Security experts warn that current advances in solving a complex problem could make a broad class of public-key crypto systems less secure

4 Min Read

Security researchers and hackers have always been good at borrowing ideas, refining them, and applying them to create practical attacks out of theoretical results.

That pattern should concern security professionals because a number of academic breakthroughs in solving a complex mathematics problem could have a real impact on the security of the crypto systems that underpin much of today's Internet's security, three security consultants will argue at the Black Hat Security USA Briefings later this month. Just as successful attacks on MD5 hashes were presaged by the academic discovery of weaknesses in the hashing algorithm, a number of academic papers on advances in solving what is known as the discrete logarithm problem may be a predictor of rough times ahead for many public-key crypto systems, says Alex Stamos, a presenter and chief technology officer for secure-domain administrator Artemis Internet.

"We keep on having these big breakthroughs in practical crypto attacks that, if you were paying attention to the academic side, would not be much of a surprise," he says.

The complexity of the discrete algorithm problem, or DLP, is the basis for many popular crypto systems, such as ElGamal -- the default encryption used in GNU Privacy Guard -- and Diffie-Hellman key exchange. In addition, advances in solving the discrete logarithm problem can lead to advances in factoring, the basis of the popular RSA asymmetric encryption algorithm.

"We are not predicting that this will happen, but looking at past progressions, it is possible that in the next couple of years there could be a breakthrough in these problems," Stamos says. "If that happens, most asymmetric cryptography would be useless."

The researchers' concerns stem from two papers published earlier this year. In January, cryptographer Antoine Joux of CryptoExperts found a method to improve the efficiency of solving a subset of the discrete logarithm problem and demonstrated it on a fairly complex DLP with a field size of 1,425 bits and then, two months later, of 4,080 bits. A group of four other researchers -- Faruk Gologlu, Robert Granger, Gary McGuire, and Jens Zumbragel -- boosted that to 6,120 bits in April.

[Researchers to release details on how SSL vulnerability gives attackers ability to steal everything from OAuth tokens to PII through an enterprise app in just 30 seconds. See HTTPS Side-Channel Attack A Tool For Encrypted Secret Theft.]

While the advances could lead to practical attacks against modern encryption, such an eventuality is not a given. Instead, security professionals should reconsider whether their designs for crypto systems are strong enough, Laura Hitt, manager of research science at security firm 21CT, wrote in a brief analysis of the breakthroughs.

"I am not aware of a specific scheme in use that is now vulnerable to attack; these developments do not, in general, render pairing-based protocols unusable," Hitt wrote. "Rather, implementers must use more secure parameters than previously believed necessary.
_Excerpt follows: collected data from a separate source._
//! Fluent construction of symbol trees.
//!
//! Hosts with a real metadata reader materialize [`SymbolNode`] trees
//! through these builders; the crate's own tests use them to describe
//! surfaces inline. Qualified paths are computed here, at construction,
//! so the engine never has to walk upward.

use super::{Signature, SymbolKind, SymbolNode};

/// Synthetic path segment for constructors, which have no name of their
/// own. Part of the external ignore-path contract: `"A.C.ctor"` must keep
/// matching across engine versions.
pub const CTOR_SEGMENT: &str = "ctor";

/// Builder for one library version's surface. The finished tree is rooted
/// at an [`SymbolKind::Assembly`] node.
#[derive(Debug)]
#[must_use]
pub struct ApiBuilder {
    root: SymbolNode,
}

impl ApiBuilder {
    /// Start a surface for the named assembly.
    pub fn new(assembly_name: impl Into<String>) -> Self {
        let name = assembly_name.into();
        Self {
            root: SymbolNode::new(SymbolKind::Assembly, name.clone(), name),
        }
    }

    /// Declare a namespace. Namespace names may themselves be dotted
    /// (`"System.Collections"` is one namespace node).
    pub fn namespace(
        mut self,
        name: &str,
        f: impl FnOnce(NamespaceBuilder) -> NamespaceBuilder,
    ) -> Self {
        let ns = f(NamespaceBuilder::new(name));
        self.root.children.push(ns.node);
        self
    }

    /// Finish the tree.
    pub fn build(self) -> SymbolNode {
        self.root
    }
}

/// Builder for the types declared in one namespace.
#[derive(Debug)]
#[must_use]
pub struct NamespaceBuilder {
    node: SymbolNode,
}

impl NamespaceBuilder {
    fn new(name: &str) -> Self {
        // A namespace's qualified path is its own (possibly dotted) name.
        Self {
            node: SymbolNode::new(SymbolKind::Namespace, name, name),
        }
    }

    /// Declare a type in this namespace.
    pub fn class(mut self, name: &str, f: impl FnOnce(TypeBuilder) -> TypeBuilder) -> Self {
        let ty = f(TypeBuilder::new(&self.node.qualified_path, name));
        self.node.children.push(ty.node);
        self
    }
}

/// Builder for the members of one type.
#[derive(Debug)]
#[must_use]
pub struct TypeBuilder {
    node: SymbolNode,
}

impl TypeBuilder {
    fn new(parent_path: &str, name: &str) -> Self {
        Self {
            node: SymbolNode::new(SymbolKind::Type, name, format!("{parent_path}.{name}")),
        }
    }

    /// Declare an implemented interface by its full name. The node's path
    /// is the interface's own name, which is what ignore entries such as
    /// `"System.IDisposable"` match against.
    pub fn implements(mut self, interface_full_name: &str) -> Self {
        self.node.children.push(SymbolNode::new(
            SymbolKind::Interface,
            interface_full_name,
            interface_full_name,
        ));
        self
    }

    /// Declare a constructor.
    pub fn constructor(mut self, f: impl FnOnce(MethodBuilder) -> MethodBuilder) -> Self {
        let ctor = f(MethodBuilder::new(
            SymbolKind::Constructor,
            &self.node.qualified_path,
            CTOR_SEGMENT,
        ));
        self.node.children.push(ctor.finish());
        self
    }

    /// Declare a method.
    pub fn method(mut self, name: &str, f: impl FnOnce(MethodBuilder) -> MethodBuilder) -> Self {
        let method = f(MethodBuilder::new(
            SymbolKind::Method,
            &self.node.qualified_path,
            name,
        ));
        self.node.children.push(method.finish());
        self
    }

    /// Declare a property of the given type.
    pub fn property(self, name: &str, type_name: &str) -> Self {
        self.member(SymbolKind::Property, name, type_name)
    }

    /// Declare a field of the given type.
    pub fn field(self, name: &str, type_name: &str) -> Self {
        self.member(SymbolKind::Field, name, type_name)
    }

    /// Declare an event of the given handler type.
    pub fn event(self, name: &str, type_name: &str) -> Self {
        self.member(SymbolKind::Event, name, type_name)
    }

    /// Declare a generic parameter on the type.
    pub fn generic_parameter(mut self, name: &str) -> Self {
        let path = format!("{}.{name}", self.node.qualified_path);
        self.node
            .children
            .push(SymbolNode::new(SymbolKind::GenericParameter, name, path));
        self.node.generic_arity += 1;
        self
    }

    /// Declare a nested type.
    pub fn nested_class(mut self, name: &str, f: impl FnOnce(TypeBuilder) -> TypeBuilder) -> Self {
        let nested = f(TypeBuilder::new(&self.node.qualified_path, name));
        self.node.children.push(nested.node);
        self
    }

    fn member(mut self, kind: SymbolKind, name: &str, type_name: &str) -> Self {
        let path = format!("{}.{name}", self.node.qualified_path);
        let mut node = SymbolNode::new(kind, name, path);
        node.type_descriptor = Some(type_name.to_string());
        self.node.children.push(node);
        self
    }
}

/// Builder for one constructor or method declaration.
#[derive(Debug)]
#[must_use]
pub struct MethodBuilder {
    node: SymbolNode,
    parameters: Vec<String>,
    return_type: Option<String>,
}

impl MethodBuilder {
    fn new(kind: SymbolKind, parent_path: &str, name: &str) -> Self {
        Self {
            node: SymbolNode::new(kind, name, format!("{parent_path}.{name}")),
            parameters: Vec::new(),
            return_type: None,
        }
    }

    /// Append a positional parameter of the given type.
    pub fn parameter(mut self, type_name: &str) -> Self {
        self.parameters.push(type_name.to_string());
        self
    }

    /// Set the return type (methods only; constructors have none).
    pub fn returns(mut self, type_name: &str) -> Self {
        self.return_type = Some(type_name.to_string());
        self
    }

    /// Declare a generic parameter on the method.
    pub fn generic_parameter(mut self, name: &str) -> Self {
        let path = format!("{}.{name}", self.node.qualified_path);
        self.node
            .children
            .push(SymbolNode::new(SymbolKind::GenericParameter, name, path));
        self.node.generic_arity += 1;
        self
    }

    fn finish(mut self) -> SymbolNode {
        self.node.signature = Some(Signature::new(self.parameters, self.return_type));
        self.node
    }
}

#[cfg(test)]
mod tests {
    use super::*;

    #[test]
    fn test_qualified_paths() {
        let surface = ApiBuilder::new("Lib")
            .namespace("A", |ns| {
                ns.class("C", |t| {
                    t.constructor(|c| c.parameter("System.Int32"))
                        .method("M", |m| m.returns("System.Void"))
                        .property("P", "System.Int32")
                        .nested_class("N", |n| n)
                })
            })
            .build();

        let ns = &surface.children[0];
        assert_eq!(ns.qualified_path, "A");
        let ty = &ns.children[0];
        assert_eq!(ty.qualified_path, "A.C");

        let paths: Vec<&str> = ty
            .children
            .iter()
            .map(|c| c.qualified_path.as_str())
            .collect();
        assert_eq!(paths, vec!["A.C.ctor", "A.C.M", "A.C.P", "A.C.N"]);
    }

    #[test]
    fn test_interface_path_is_its_own_name() {
        let surface = ApiBuilder::new("Lib")
            .namespace("A", |ns| {
                ns.class("C", |t| t.implements("System.IDisposable"))
            })
            .build();

        let iface = &surface.children[0].children[0].children[0];
        assert_eq!(iface.kind, SymbolKind::Interface);
        assert_eq!(iface.qualified_path, "System.IDisposable");
    }

    #[test]
    fn test_generic_parameters_raise_arity() {
        let surface = ApiBuilder::new("Lib")
            .namespace("A", |ns| {
                ns.class("C", |t| {
                    t.generic_parameter("T")
                        .method("M", |m| m.generic_parameter("T"))
                })
            })
            .build();

        let ty = &surface.children[0].children[0];
        assert_eq!(ty.generic_arity, 1);
        let method = ty
            .children_of_kind(SymbolKind::Method)
            .next()
            .expect("method declared");
        assert_eq!(method.generic_arity, 1);
        assert_eq!(method.children_of_kind(SymbolKind::GenericParameter).count(), 1);
    }
}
I do expect the published standards and crypto guidelines to be revisited and revised to reflect this significant leap forward that renders fundamental security assumptions to be too weak."

Considering that 18 percent of Fortune 500 companies continue to have MD5 hashes on the systems in their networks, organizations should start to get a better grip on their reliance on -- and the current state of -- their crypto systems, says Kevin Bocek, vice president of product marketing for key-management firm Venafi.

"It is a best practice to consider that any estimate regarding the exploitability of a weakness will come sooner than we originally thought," he says.

Companies should design their crypto systems to be easily changed out in the case that an algorithm is broken, Bocek says.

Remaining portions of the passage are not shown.